*ASSIGNMENT*:
From the data below, tally each line that has "global" in it, then give that tally without comment.

*STORED DATA*:

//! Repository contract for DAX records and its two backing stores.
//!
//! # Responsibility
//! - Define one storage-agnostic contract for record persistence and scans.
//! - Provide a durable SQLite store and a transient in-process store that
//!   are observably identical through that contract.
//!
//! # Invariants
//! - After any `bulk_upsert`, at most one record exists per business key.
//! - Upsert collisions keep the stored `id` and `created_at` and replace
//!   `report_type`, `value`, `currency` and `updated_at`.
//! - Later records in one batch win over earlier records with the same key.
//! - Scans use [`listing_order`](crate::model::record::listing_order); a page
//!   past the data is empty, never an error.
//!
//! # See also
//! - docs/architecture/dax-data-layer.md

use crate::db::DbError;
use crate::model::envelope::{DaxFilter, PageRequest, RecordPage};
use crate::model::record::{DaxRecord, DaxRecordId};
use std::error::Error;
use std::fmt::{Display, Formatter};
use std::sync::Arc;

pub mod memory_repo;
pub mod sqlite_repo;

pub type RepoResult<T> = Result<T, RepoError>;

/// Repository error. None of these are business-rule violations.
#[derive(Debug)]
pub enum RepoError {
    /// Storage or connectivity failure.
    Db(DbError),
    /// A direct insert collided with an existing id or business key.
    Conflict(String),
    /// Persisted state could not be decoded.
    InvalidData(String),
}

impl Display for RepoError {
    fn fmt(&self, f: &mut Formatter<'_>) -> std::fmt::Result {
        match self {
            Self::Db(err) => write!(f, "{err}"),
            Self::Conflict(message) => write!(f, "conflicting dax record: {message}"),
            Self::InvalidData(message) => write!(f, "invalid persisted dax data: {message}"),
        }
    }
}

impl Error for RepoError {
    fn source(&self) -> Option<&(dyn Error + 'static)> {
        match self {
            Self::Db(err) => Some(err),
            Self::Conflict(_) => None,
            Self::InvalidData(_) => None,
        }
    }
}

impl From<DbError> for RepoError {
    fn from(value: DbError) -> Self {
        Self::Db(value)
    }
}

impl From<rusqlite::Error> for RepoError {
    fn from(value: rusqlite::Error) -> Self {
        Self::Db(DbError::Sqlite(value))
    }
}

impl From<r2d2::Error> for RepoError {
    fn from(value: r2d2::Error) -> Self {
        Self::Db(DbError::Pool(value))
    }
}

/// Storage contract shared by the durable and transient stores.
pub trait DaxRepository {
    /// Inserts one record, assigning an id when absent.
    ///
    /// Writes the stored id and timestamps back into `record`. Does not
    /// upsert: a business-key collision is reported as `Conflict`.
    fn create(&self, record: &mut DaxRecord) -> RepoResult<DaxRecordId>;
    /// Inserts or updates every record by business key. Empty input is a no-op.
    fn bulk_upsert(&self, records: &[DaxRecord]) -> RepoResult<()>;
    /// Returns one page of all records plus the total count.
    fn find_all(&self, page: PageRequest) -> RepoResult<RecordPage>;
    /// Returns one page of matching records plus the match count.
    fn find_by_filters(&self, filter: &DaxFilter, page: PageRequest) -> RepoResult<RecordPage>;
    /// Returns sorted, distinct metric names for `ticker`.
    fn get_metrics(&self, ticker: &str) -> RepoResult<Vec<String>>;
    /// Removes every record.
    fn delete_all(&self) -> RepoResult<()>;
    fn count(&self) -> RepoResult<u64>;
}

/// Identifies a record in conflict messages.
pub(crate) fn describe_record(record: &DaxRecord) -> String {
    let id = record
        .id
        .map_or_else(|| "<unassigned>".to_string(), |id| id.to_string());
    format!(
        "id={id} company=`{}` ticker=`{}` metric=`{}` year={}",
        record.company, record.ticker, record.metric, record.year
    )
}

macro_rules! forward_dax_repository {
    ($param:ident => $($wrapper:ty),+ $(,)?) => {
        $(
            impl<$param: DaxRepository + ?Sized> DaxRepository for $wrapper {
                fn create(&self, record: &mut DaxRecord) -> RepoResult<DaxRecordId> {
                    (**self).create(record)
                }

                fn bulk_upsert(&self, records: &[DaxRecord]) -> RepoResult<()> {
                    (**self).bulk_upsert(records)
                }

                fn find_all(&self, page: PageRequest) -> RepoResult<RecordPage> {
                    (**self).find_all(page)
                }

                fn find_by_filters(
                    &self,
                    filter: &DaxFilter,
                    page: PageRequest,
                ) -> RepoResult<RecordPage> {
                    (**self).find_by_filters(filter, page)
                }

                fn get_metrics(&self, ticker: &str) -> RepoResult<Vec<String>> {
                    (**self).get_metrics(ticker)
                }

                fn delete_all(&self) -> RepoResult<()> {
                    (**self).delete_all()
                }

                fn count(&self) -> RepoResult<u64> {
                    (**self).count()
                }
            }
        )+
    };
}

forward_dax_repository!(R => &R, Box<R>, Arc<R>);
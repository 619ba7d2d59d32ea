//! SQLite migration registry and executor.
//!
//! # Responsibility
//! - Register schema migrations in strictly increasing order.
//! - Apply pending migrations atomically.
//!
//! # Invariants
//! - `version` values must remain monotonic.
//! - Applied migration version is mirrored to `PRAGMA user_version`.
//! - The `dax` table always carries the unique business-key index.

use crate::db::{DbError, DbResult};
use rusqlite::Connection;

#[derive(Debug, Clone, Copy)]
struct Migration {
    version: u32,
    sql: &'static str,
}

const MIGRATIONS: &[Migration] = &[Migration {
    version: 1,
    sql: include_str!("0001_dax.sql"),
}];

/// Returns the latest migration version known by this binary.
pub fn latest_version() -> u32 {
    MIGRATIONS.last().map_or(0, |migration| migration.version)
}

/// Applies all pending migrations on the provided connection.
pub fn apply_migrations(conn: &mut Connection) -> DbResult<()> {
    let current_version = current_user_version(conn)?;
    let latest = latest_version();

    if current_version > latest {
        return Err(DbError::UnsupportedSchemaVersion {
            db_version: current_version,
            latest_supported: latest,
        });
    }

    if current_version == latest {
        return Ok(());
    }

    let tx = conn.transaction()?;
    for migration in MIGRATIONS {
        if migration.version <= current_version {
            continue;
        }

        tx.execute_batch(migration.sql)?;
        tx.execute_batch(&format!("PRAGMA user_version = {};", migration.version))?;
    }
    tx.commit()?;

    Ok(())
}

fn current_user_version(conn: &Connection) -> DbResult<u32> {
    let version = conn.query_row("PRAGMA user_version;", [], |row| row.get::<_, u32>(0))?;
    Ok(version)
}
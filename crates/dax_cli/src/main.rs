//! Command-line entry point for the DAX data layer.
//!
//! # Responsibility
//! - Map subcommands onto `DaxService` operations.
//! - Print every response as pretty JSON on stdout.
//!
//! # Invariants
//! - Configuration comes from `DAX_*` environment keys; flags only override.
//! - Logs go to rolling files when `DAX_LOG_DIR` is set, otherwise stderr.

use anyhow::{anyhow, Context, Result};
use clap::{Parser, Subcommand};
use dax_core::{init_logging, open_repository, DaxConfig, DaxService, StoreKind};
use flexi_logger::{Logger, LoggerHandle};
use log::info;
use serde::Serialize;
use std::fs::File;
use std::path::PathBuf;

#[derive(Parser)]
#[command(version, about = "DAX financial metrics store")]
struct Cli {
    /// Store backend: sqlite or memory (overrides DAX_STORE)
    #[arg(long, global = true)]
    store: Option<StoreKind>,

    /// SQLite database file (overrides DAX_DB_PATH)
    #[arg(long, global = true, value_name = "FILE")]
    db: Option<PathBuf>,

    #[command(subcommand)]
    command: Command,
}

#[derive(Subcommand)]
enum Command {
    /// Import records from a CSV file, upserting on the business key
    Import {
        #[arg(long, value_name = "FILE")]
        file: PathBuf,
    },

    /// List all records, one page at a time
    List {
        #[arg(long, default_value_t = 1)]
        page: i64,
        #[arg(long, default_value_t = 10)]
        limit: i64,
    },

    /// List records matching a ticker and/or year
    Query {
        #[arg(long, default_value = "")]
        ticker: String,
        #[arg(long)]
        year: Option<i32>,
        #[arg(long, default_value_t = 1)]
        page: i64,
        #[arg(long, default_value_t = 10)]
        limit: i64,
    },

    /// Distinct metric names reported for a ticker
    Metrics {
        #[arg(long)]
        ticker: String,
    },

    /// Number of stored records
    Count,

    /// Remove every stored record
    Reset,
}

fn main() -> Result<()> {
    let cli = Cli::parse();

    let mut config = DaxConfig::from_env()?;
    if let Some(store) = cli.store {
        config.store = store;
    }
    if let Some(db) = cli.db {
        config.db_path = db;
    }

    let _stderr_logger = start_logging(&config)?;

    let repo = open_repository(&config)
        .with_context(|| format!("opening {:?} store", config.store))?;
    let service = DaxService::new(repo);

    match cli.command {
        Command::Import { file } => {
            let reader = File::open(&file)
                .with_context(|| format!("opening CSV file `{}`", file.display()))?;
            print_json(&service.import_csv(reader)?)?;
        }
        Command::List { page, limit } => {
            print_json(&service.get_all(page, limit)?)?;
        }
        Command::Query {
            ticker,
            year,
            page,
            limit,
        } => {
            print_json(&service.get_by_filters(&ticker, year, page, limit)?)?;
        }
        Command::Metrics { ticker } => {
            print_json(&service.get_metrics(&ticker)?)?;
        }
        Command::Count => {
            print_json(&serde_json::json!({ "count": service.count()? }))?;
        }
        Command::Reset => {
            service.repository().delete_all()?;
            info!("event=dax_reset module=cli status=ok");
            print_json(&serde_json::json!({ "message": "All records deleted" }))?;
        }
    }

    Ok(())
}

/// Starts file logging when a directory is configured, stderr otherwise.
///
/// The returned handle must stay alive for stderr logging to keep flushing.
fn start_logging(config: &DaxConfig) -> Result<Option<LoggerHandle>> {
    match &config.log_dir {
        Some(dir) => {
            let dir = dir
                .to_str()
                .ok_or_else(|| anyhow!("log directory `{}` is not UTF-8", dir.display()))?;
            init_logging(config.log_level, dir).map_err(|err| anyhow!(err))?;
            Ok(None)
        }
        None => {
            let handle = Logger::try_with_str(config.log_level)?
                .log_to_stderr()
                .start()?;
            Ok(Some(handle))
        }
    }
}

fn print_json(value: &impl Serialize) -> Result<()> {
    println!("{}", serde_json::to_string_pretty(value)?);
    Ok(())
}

*RESULT*:
2